- _What is being asked_: Only one portion of the data is to be written out: from the line bearing "filename adventure_core/src/engine/mod.rs" through the line bearing "the driver hands". Write it exactly as it appears.

- _Records to use_:
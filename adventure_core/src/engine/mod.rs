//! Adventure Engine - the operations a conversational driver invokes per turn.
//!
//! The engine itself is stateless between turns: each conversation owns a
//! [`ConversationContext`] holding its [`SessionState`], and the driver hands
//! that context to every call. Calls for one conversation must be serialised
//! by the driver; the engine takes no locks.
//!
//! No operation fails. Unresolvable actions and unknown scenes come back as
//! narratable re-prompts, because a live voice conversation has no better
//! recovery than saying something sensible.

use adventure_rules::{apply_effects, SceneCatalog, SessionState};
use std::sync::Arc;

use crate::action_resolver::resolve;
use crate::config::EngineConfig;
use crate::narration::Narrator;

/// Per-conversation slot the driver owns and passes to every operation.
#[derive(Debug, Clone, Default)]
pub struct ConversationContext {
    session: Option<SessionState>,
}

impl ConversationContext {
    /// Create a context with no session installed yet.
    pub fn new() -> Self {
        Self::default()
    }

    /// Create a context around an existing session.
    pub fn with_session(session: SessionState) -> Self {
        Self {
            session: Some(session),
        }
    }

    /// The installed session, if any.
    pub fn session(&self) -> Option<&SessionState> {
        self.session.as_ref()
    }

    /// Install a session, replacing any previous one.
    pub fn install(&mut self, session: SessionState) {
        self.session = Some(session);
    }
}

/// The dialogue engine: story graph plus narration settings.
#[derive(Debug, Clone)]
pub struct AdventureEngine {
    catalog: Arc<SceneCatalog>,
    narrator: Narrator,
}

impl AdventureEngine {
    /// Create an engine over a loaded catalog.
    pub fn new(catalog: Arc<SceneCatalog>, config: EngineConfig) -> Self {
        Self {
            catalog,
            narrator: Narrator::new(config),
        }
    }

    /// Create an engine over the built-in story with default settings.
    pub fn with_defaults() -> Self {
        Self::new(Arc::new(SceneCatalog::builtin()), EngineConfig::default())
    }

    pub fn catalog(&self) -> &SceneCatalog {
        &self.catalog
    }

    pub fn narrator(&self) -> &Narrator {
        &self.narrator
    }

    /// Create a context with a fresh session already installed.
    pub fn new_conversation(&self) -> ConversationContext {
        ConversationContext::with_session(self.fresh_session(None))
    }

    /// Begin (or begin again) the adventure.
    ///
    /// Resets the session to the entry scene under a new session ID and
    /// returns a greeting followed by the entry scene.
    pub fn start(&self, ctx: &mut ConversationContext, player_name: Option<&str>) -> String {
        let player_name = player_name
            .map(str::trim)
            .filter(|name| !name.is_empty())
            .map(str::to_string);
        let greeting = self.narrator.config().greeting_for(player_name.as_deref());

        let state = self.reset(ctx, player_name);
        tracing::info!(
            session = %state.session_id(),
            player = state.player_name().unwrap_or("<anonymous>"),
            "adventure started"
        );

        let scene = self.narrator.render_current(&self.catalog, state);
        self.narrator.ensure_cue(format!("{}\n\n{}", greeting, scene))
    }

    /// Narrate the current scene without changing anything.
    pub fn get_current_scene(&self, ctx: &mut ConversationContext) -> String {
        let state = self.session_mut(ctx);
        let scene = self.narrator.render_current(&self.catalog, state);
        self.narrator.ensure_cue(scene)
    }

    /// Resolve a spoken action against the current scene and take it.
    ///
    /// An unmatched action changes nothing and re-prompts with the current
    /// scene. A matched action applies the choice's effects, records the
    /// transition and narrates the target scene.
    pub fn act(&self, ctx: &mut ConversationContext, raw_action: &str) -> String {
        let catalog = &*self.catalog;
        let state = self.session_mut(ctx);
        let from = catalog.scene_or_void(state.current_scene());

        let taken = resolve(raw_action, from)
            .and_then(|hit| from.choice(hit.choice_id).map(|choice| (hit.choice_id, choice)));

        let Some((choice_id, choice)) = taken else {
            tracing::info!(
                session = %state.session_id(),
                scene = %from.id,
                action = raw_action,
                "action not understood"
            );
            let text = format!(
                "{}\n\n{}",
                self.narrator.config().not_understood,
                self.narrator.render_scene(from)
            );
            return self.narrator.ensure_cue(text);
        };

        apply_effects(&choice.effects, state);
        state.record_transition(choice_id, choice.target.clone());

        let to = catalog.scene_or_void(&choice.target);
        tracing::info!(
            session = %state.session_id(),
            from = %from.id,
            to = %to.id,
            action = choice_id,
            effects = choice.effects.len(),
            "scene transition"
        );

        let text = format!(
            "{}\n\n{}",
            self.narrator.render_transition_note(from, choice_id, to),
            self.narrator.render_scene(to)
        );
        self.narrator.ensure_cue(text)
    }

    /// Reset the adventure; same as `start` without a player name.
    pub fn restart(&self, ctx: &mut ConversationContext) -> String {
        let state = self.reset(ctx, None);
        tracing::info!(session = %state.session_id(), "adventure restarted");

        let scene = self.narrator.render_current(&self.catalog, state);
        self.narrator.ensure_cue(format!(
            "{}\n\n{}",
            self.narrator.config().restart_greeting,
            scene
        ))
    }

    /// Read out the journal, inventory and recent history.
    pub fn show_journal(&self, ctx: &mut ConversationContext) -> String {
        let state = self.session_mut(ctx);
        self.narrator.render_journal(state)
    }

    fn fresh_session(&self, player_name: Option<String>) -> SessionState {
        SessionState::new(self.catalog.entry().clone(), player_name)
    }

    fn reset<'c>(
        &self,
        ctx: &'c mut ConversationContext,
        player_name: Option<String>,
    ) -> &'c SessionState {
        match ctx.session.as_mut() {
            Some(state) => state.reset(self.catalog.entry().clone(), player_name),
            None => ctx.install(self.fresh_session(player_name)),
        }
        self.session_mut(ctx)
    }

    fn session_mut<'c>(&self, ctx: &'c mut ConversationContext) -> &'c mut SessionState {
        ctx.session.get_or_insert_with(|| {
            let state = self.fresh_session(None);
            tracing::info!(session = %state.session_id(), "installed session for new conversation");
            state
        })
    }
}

==

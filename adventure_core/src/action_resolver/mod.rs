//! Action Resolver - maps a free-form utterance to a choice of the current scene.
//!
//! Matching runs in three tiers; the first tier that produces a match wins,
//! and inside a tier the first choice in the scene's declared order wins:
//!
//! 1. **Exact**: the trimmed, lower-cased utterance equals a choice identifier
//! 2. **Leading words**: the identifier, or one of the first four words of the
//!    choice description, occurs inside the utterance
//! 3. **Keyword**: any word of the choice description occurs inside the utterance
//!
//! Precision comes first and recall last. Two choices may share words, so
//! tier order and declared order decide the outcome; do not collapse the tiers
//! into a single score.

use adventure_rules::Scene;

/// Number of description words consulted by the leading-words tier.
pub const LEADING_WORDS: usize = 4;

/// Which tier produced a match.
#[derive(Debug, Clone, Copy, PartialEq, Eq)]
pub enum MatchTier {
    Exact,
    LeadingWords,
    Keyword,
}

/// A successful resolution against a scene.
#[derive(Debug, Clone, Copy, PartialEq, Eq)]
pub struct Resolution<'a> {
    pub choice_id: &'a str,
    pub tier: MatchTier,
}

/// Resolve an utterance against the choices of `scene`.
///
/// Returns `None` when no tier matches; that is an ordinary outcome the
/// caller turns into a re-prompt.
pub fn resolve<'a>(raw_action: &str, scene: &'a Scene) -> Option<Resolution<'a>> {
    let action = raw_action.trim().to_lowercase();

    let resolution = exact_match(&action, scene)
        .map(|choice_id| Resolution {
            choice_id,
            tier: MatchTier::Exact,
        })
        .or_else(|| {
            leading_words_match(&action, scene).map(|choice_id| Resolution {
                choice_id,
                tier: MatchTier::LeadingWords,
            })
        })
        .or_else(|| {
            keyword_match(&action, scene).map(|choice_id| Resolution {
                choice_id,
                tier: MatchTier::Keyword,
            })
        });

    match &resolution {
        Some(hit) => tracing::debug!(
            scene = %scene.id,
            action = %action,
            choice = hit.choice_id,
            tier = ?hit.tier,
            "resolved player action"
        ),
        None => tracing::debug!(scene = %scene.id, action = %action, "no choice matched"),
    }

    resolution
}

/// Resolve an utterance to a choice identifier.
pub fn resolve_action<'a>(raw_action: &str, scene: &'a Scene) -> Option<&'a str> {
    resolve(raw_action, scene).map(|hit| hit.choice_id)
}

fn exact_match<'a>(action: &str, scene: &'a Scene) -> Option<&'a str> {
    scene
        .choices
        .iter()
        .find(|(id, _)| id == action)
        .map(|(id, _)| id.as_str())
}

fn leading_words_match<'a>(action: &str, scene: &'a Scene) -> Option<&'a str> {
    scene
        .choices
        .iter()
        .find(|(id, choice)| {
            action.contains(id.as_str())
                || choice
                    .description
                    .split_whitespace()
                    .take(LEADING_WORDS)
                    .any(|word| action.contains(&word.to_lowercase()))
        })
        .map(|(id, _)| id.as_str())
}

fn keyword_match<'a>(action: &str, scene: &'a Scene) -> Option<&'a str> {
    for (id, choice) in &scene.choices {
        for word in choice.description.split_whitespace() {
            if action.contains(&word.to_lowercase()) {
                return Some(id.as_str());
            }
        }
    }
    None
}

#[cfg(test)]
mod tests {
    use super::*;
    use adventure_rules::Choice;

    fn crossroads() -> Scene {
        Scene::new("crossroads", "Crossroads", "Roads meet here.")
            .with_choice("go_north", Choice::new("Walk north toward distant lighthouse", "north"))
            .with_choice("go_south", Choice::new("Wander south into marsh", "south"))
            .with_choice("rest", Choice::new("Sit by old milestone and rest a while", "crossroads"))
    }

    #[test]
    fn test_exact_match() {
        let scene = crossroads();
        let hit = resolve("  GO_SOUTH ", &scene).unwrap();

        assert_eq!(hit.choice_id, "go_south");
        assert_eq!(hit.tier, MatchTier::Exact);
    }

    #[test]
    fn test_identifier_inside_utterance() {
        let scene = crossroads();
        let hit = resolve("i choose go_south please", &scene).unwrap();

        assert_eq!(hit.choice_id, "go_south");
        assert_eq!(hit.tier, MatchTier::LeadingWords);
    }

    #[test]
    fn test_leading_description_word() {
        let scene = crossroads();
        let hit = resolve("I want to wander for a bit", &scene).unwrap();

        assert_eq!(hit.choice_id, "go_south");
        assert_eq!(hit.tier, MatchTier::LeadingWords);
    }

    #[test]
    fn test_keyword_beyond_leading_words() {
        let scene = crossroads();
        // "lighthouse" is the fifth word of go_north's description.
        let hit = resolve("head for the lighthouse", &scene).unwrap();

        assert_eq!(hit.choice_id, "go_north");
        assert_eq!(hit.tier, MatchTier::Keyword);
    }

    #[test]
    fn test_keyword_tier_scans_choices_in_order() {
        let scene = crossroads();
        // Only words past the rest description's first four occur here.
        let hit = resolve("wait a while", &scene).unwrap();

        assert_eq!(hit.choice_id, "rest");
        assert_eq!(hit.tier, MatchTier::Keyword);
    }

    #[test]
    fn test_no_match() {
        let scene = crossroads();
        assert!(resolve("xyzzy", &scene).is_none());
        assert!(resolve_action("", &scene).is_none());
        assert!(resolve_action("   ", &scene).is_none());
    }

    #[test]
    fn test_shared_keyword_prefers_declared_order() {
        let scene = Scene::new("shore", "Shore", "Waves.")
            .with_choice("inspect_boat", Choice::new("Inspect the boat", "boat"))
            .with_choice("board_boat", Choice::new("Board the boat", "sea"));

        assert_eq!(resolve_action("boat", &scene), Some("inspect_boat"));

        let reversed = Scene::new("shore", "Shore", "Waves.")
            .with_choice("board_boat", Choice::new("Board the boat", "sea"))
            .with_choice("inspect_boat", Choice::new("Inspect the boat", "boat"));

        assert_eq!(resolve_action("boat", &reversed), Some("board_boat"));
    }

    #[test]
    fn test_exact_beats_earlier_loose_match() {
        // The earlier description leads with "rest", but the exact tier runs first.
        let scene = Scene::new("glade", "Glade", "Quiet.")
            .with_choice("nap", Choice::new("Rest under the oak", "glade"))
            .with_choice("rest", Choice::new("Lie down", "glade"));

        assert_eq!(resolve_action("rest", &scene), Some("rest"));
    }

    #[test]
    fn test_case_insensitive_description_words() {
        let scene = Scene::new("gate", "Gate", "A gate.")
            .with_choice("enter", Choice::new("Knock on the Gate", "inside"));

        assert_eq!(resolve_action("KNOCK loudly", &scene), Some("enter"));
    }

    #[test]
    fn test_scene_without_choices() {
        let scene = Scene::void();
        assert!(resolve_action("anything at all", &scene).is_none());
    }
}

- _Solution to this task_:
filename adventure_core/src/engine/mod.rs
//! Adventure Engine - the operations a conversational driver invokes per turn.
//!
//! The engine itself is stateless between turns: each conversation owns a
//! [`ConversationContext`] holding its [`SessionState`], and the driver hands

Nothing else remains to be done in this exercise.